From offshore, Guadalcanal looked like a travel brochure photo with white beaches and swaying palm trees. The paradise soon turned to fury. On August 7, 1942, exactly eight months from the day the bombs fell on Pearl Harbor, the Allied armada appeared off the coast of Guadalcanal. After a three-hour bombardment, the Marines went ashore virtually unopposed. But the calm was deceptive.
Two days later, the Japanese struck back fiercely from their fortress, Rabaul, on New Britain Island. The Japanese sank one Australian and three American cruisers. Then, inexplicably, at the point when they could have levied harsh consequences on the Allies, the enemy commander called off the attack. This astonished the Allies and gave them a foothold. They wasted no time in beginning their force buildup on the island. During the next two months, the Japanese hammered the Marines on Guadalcanal as well as the convoys bringing them supplies from Australia. In mid October, an Imperial task force that included four carriers positioned itself north of Guadalcanal. On the night of October 26, 1942, the Battle of the Santa Cruz Islands began, which cost Japan two destroyers, two carriers, and two battleships. The Americans lost the carrier Hornet.
The night of November 13 was the beginning of the Naval Battle of Guadalcanal. This battle roared for twenty-four hours, at which point the Japanese mustered their remaining ships in an effort to establish a beachhead. They were met by an American flotilla, which sank another Imperial battleship and damaged two more cruisers. By dawn of November 15, it was clear that the Japanese naval effort had failed.
The Japanese were not done with Guadalcanal yet, though. From bases established in caves across the island, the
y waged a land campaign that continued through 1942. It was the first time that U.S. Marines came face-to-face with jungle terrain. They slashed their way through vine-choked underbrush and the foul slime of decomposing vegetation, forever threatened by Japanese snipers lashed to trees overhead. By February 9, 1943, there wasn’t a single living enemy left on Guadalcanal. The cost to the Japanese was immense: twenty thousand troops, eight hundred sixty aircraft and fifteen warships. Plus they had suffered their first defeat of the war on land. At the same time, it was the Allies’ first successful offensive.
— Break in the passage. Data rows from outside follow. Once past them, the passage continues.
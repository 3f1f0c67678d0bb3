//! Organization fetcher with a bounded `(chain, address)` cache.

use alloy_primitives::Address;
use futures_util::future::try_join_all;
use futures_util::try_join;
use powers_crypto::AbiError;
use powers_ledger::{powers, LedgerClient};
use powers_types::{ChainId, Law, LawId, Organization, RoleId};
use std::collections::{BTreeSet, HashMap, VecDeque};
use std::sync::{Arc, Mutex, MutexGuard, PoisonError};

use crate::GovernanceError;

/// Organizations kept by [`OrganizationRegistry::new`].
pub const DEFAULT_CAPACITY: usize = 256;

type OrgKey = (ChainId, Address);

/// FIFO-bounded map; the first-fetched organization is evicted first.
#[derive(Default)]
struct Organizations {
    map: HashMap<OrgKey, Organization>,
    order: VecDeque<OrgKey>,
}

impl Organizations {
    fn insert(&mut self, key: OrgKey, org: Organization, capacity: usize) {
        if capacity == 0 {
            return;
        }
        if self.map.insert(key, org).is_some() {
            return;
        }
        if self.order.len() >= capacity {
            if let Some(evicted) = self.order.pop_front() {
                self.map.remove(&evicted);
            }
        }
        self.order.push_back(key);
    }

    fn remove(&mut self, key: &OrgKey) -> Option<Organization> {
        let org = self.map.remove(key)?;
        self.order.retain(|tracked| tracked != key);
        Some(org)
    }
}

pub struct OrganizationRegistry<L: ?Sized> {
    ledger: Arc<L>,
    organizations: Mutex<Organizations>,
    capacity: usize,
}

impl<L: LedgerClient + ?Sized> OrganizationRegistry<L> {
    pub fn new(ledger: Arc<L>) -> Self {
        Self::with_capacity(ledger, DEFAULT_CAPACITY)
    }

    pub fn with_capacity(ledger: Arc<L>, capacity: usize) -> Self {
        Self {
            ledger,
            organizations: Mutex::new(Organizations::default()),
            capacity,
        }
    }

    fn organizations(&self) -> MutexGuard<'_, Organizations> {
        self.organizations
            .lock()
            .unwrap_or_else(PoisonError::into_inner)
    }

    pub fn cached(&self, address: Address, chain: ChainId) -> Option<Organization> {
        self.organizations().map.get(&(chain, address)).cloned()
    }

    /// Number of organizations currently cached.
    pub fn len(&self) -> usize {
        self.organizations().map.len()
    }

    pub fn is_empty(&self) -> bool {
        self.len() == 0
    }

    /// Cached organization, fetching it on first use.
    pub async fn get(
        &self,
        address: Address,
        chain: ChainId,
    ) -> Result<Organization, GovernanceError> {
        match self.cached(address, chain) {
            Some(org) => Ok(org),
            None => self.fetch(address, chain).await,
        }
    }

    /// Look up one adopted law.
    pub async fn law(
        &self,
        address: Address,
        chain: ChainId,
        law: LawId,
    ) -> Result<Law, GovernanceError> {
        self.get(address, chain)
            .await?
            .law(law)
            .cloned()
            .ok_or(GovernanceError::LawNotFound(law))
    }

    pub fn invalidate(&self, address: Address, chain: ChainId) -> Option<Organization> {
        self.organizations().remove(&(chain, address))
    }

    /// Read the organization from the ledger and replace the cached copy.
    ///
    /// Header fields and every adopted law are read concurrently. Law slots
    /// that were never adopted (zero address) are skipped; revoked laws are
    /// kept with `active == false`. Labels are read for every role some law
    /// is restricted to; unlabelled roles are left out of `roles`.
    pub async fn fetch(
        &self,
        address: Address,
        chain: ChainId,
    ) -> Result<Organization, GovernanceError> {
        let ledger = &*self.ledger;
        let (name_call, treasury_call, counter_call) = (
            powers::name(address),
            powers::treasury(address),
            powers::law_counter(address),
        );
        let (name, treasury, counter) = try_join!(
            ledger.call_view(&name_call, chain),
            ledger.call_view(&treasury_call, chain),
            ledger.call_view(&counter_call, chain),
        )?;
        let name = powers::single(&name)?.as_str()?.to_string();
        let treasury = powers::single(&treasury)?.as_address()?;
        let counter = powers::single(&counter)?.as_u64()?;
        let ids: Vec<LawId> = (1..counter)
            .filter_map(|i| u16::try_from(i).ok())
            .map(LawId::new)
            .collect();

        let adopted_calls: Vec<_> = ids
            .iter()
            .map(|id| powers::adopted_law(address, *id))
            .collect();
        let adopted =
            try_join_all(adopted_calls.iter().map(|call| ledger.call_view(call, chain))).await?;
        let mut slots = Vec::new();
        for (id, values) in ids.into_iter().zip(adopted) {
            let (law_address, active) = match values.as_slice() {
                [law_address, active] => (law_address.as_address()?, active.as_bool()?),
                other => {
                    return Err(AbiError::ArityMismatch {
                        expected: 2,
                        got: other.len(),
                    }
                    .into())
                }
            };
            if law_address != Address::ZERO {
                slots.push((id, law_address, active));
            }
        }

        let condition_calls: Vec<_> = slots
            .iter()
            .map(|(id, _, _)| powers::conditions(address, *id))
            .collect();
        let param_calls: Vec<_> = slots
            .iter()
            .map(|(id, _, _)| powers::input_params(address, *id))
            .collect();
        let description_calls: Vec<_> = slots
            .iter()
            .map(|(id, _, _)| powers::name_description(address, *id))
            .collect();
        let (conditions, params, descriptions) = try_join!(
            try_join_all(condition_calls.iter().map(|call| ledger.call_view(call, chain))),
            try_join_all(param_calls.iter().map(|call| ledger.call_view(call, chain))),
            try_join_all(description_calls.iter().map(|call| ledger.call_view(call, chain))),
        )?;

        let mut org = Organization::new(address, chain, name);
        org.treasury = treasury;
        let laws = slots.into_iter().zip(conditions).zip(params).zip(descriptions);
        for ((((index, law_address, active), conditions), params), description) in laws {
            org.insert_law(Law {
                index,
                address: law_address,
                conditions: powers::decode_conditions(&conditions)?,
                input_params: powers::decode_input_params(&params)?,
                description: powers::single(&description)?.as_str()?.to_string(),
                active,
            });
        }

        let roles: Vec<RoleId> = org
            .laws
            .values()
            .map(|law| law.conditions.allowed_role)
            .collect::<BTreeSet<_>>()
            .into_iter()
            .collect();
        let label_calls: Vec<_> = roles
            .iter()
            .map(|role| powers::role_label(address, *role))
            .collect();
        let labels =
            try_join_all(label_calls.iter().map(|call| ledger.call_view(call, chain))).await?;
        for (role, values) in roles.into_iter().zip(labels) {
            let label = powers::single(&values)?.as_str()?;
            if !label.is_empty() {
                org.roles.insert(role, label.to_string());
            }
        }

        tracing::info!(
            organization = %address,
            chain = %chain,
            name = %org.name,
            laws = org.laws.len(),
            "organization fetched"
        );
        self.organizations()
            .insert((chain, address), org.clone(), self.capacity);
        Ok(org)
    }
}
//! The deployment run: contracts first, then wiring.

use alloy_primitives::Address;
use powers_ledger::{powers, LedgerClient, LedgerError, Transaction};
use powers_types::ChainCapabilities;
use std::sync::Arc;
use tokio::sync::watch;
use tokio::task::JoinHandle;

use crate::executor::for_chain;
use crate::plan::ResolvedAddresses;
use crate::{
    AddressRef, ContractSpec, DeployError, DeploymentPlan, DeploymentProgress, DeploymentStep,
    Executor, ProgressTracker, RunStatus, StepKind, WiringCall,
};

/// Addresses produced by a completed run.
#[derive(Clone, Debug, PartialEq, Eq)]
pub struct DeploymentOutcome {
    pub organization: Address,
    /// Dependency addresses in declared order.
    pub dependencies: Vec<(String, Address)>,
    pub progress: DeploymentProgress,
}

/// A run in progress on a background task.
pub struct DeploymentHandle {
    progress: watch::Receiver<DeploymentProgress>,
    task: JoinHandle<Result<DeploymentOutcome, DeployError>>,
}

impl DeploymentHandle {
    /// Latest snapshot.
    pub fn progress(&self) -> DeploymentProgress {
        self.progress.borrow().clone()
    }

    /// A receiver that is notified on every step transition.
    pub fn subscribe(&self) -> watch::Receiver<DeploymentProgress> {
        self.progress.clone()
    }

    pub async fn join(self) -> Result<DeploymentOutcome, DeployError> {
        match self.task.await {
            Ok(result) => result,
            Err(e) => Err(DeployError::Aborted(e.to_string())),
        }
    }
}

pub struct DeploymentSequencer<L: ?Sized> {
    ledger: Arc<L>,
    capabilities: ChainCapabilities,
}

impl<L: LedgerClient + ?Sized + 'static> DeploymentSequencer<L> {
    pub fn new(ledger: Arc<L>, capabilities: ChainCapabilities) -> Self {
        Self {
            ledger,
            capabilities,
        }
    }

    pub fn capabilities(&self) -> &ChainCapabilities {
        &self.capabilities
    }

    fn executor(&self) -> Box<dyn Executor> {
        for_chain(Arc::clone(&self.ledger), &self.capabilities)
    }

    /// Every row the run will report, all idle.
    pub fn step_table(&self, plan: &DeploymentPlan) -> Vec<DeploymentStep> {
        step_table(plan, self.executor().as_ref())
    }

    /// Run `plan` on a background task.
    pub fn start(&self, plan: DeploymentPlan) -> DeploymentHandle {
        let executor = self.executor();
        let (tracker, progress) = ProgressTracker::new(step_table(&plan, executor.as_ref()));
        let sequencer = Self::new(Arc::clone(&self.ledger), self.capabilities.clone());
        let task = tokio::spawn(async move {
            sequencer
                .run_with(&plan, executor.as_ref(), &tracker)
                .await
        });
        DeploymentHandle { progress, task }
    }

    /// Run `plan` to completion on the current task.
    pub async fn run(&self, plan: &DeploymentPlan) -> Result<DeploymentOutcome, DeployError> {
        let executor = self.executor();
        let (tracker, _progress) = ProgressTracker::new(step_table(plan, executor.as_ref()));
        self.run_with(plan, executor.as_ref(), &tracker).await
    }

    async fn run_with(
        &self,
        plan: &DeploymentPlan,
        executor: &dyn Executor,
        tracker: &ProgressTracker,
    ) -> Result<DeploymentOutcome, DeployError> {
        tracing::info!(
            primary = %plan.primary.name,
            dependencies = plan.dependencies.len(),
            strategy = executor.name(),
            chain = %self.capabilities.chain_id,
            "deployment started"
        );
        match self.sequence(plan, executor, tracker).await {
            Ok((organization, dependencies)) => {
                tracker.finish(RunStatus::Completed { organization });
                tracing::info!(organization = %organization, "deployment completed");
                Ok(DeploymentOutcome {
                    organization,
                    dependencies,
                    progress: tracker.snapshot(),
                })
            }
            Err(e) => {
                tracing::warn!(step = e.step().unwrap_or("-"), error = %e, "deployment failed");
                tracker.finish(RunStatus::Failed {
                    step: e.step().map(str::to_string),
                    error: e.to_string(),
                });
                Err(e)
            }
        }
    }

    async fn sequence(
        &self,
        plan: &DeploymentPlan,
        executor: &dyn Executor,
        tracker: &ProgressTracker,
    ) -> Result<(Address, Vec<(String, Address)>), DeployError> {
        plan.validate()?;
        let mut addresses = ResolvedAddresses::default();

        let primary = self.deploy(0, &plan.primary, &addresses, tracker).await?;
        addresses.primary = Some(primary);

        let mut dependencies = Vec::with_capacity(plan.dependencies.len());
        for (i, dep) in plan.dependencies.iter().enumerate() {
            let address = self.deploy(1 + i, &dep.contract, &addresses, tracker).await?;
            addresses.dependencies.insert(dep.contract.name.clone(), address);
            dependencies.push((dep.contract.name.clone(), address));
        }

        let wiring = plan.wiring_steps();
        let mut calls = Vec::with_capacity(wiring.len());
        let mut steps = wiring.into_iter();
        if let Some(step) = steps.next() {
            calls.push(WiringCall {
                step,
                call: plan.init_call(&addresses)?,
            });
        }
        for (step, dep) in steps.zip(plan.ownership_transfers()) {
            let target = addresses.resolve(&AddressRef::Dependency(dep.contract.name.clone()))?;
            calls.push(WiringCall {
                step,
                call: powers::transfer_ownership(target, primary),
            });
        }

        executor
            .execute(&calls, tracker, 1 + plan.dependencies.len())
            .await?;
        Ok((primary, dependencies))
    }

    /// Deploy one contract and wait for its address.
    async fn deploy(
        &self,
        row: usize,
        spec: &ContractSpec,
        addresses: &ResolvedAddresses,
        tracker: &ProgressTracker,
    ) -> Result<Address, DeployError> {
        tracker.pending(row);
        let result = self.deploy_inner(row, spec, addresses, tracker).await;
        if let Err(e) = &result {
            tracker.fail(row, &e.to_string());
        }
        result
    }

    async fn deploy_inner(
        &self,
        row: usize,
        spec: &ContractSpec,
        addresses: &ResolvedAddresses,
        tracker: &ProgressTracker,
    ) -> Result<Address, DeployError> {
        let step_failed = |cause: LedgerError| DeployError::StepFailed {
            step: spec.name.clone(),
            contract: spec.name.clone(),
            cause,
        };
        let request = DeploymentPlan::deploy_request(spec, addresses)?;
        let handle = self
            .ledger
            .submit_transaction(&Transaction::Deploy(request), self.capabilities.chain_id)
            .await
            .map_err(step_failed)?;
        let receipt = self
            .ledger
            .await_confirmation(&handle, self.capabilities.confirmations)
            .await
            .map_err(step_failed)?;
        if !receipt.success {
            return Err(step_failed(LedgerError::Reverted {
                tx: receipt.tx_hash.to_string(),
            }));
        }
        let address = receipt
            .contract_address
            .ok_or_else(|| DeployError::AddressResolutionFailed {
                step: spec.name.clone(),
            })?;
        tracing::info!(contract = %spec.name, address = %address, "contract deployed");
        tracker.succeed(row, Some(receipt.tx_hash), Some(address));
        Ok(address)
    }
}

fn step_table(plan: &DeploymentPlan, executor: &dyn Executor) -> Vec<DeploymentStep> {
    let mut steps = vec![DeploymentStep::new(&plan.primary.name, StepKind::DeployPrimary)];
    steps.extend(
        plan.dependencies
            .iter()
            .map(|dep| DeploymentStep::new(&dep.contract.name, StepKind::DeployDependency)),
    );
    steps.extend(executor.steps(&plan.wiring_steps()));
    steps
}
During a nightly newscast, radio announcer Eric Sevareid referred to the victors as “those who are living more miserably than ever before in their lives, fighting for those who are living better than ever before in their lives.”
The Myers family might not have immediately agreed that they were living better than ever before. As the final days of fighting wound down on Guadalcanal, Kenny Myers, age seventeen, convinced his parents he should quit school and enlist in the Navy. With their second eldest son, Orville, stationed somewhere in North Africa and Estel’s whereabouts still unknown, Ken’s entry into the war put a third blue star on the small banner given to families of servicemen.
It was unusual, but not unheard of, for a family to have multiple sons serving the country, and this included the first family: the Roosevelts had four sons wearing uniforms. The sacrifices, however, were paying off. The Allies had reached far up into the southwest Pacific archipelagoes and severed one hundred thirty-five thousand Japanese from all prospect of ever being rescued, feats that had seemed unimaginable less than two years earlier in the aftermath of Pearl Harbor.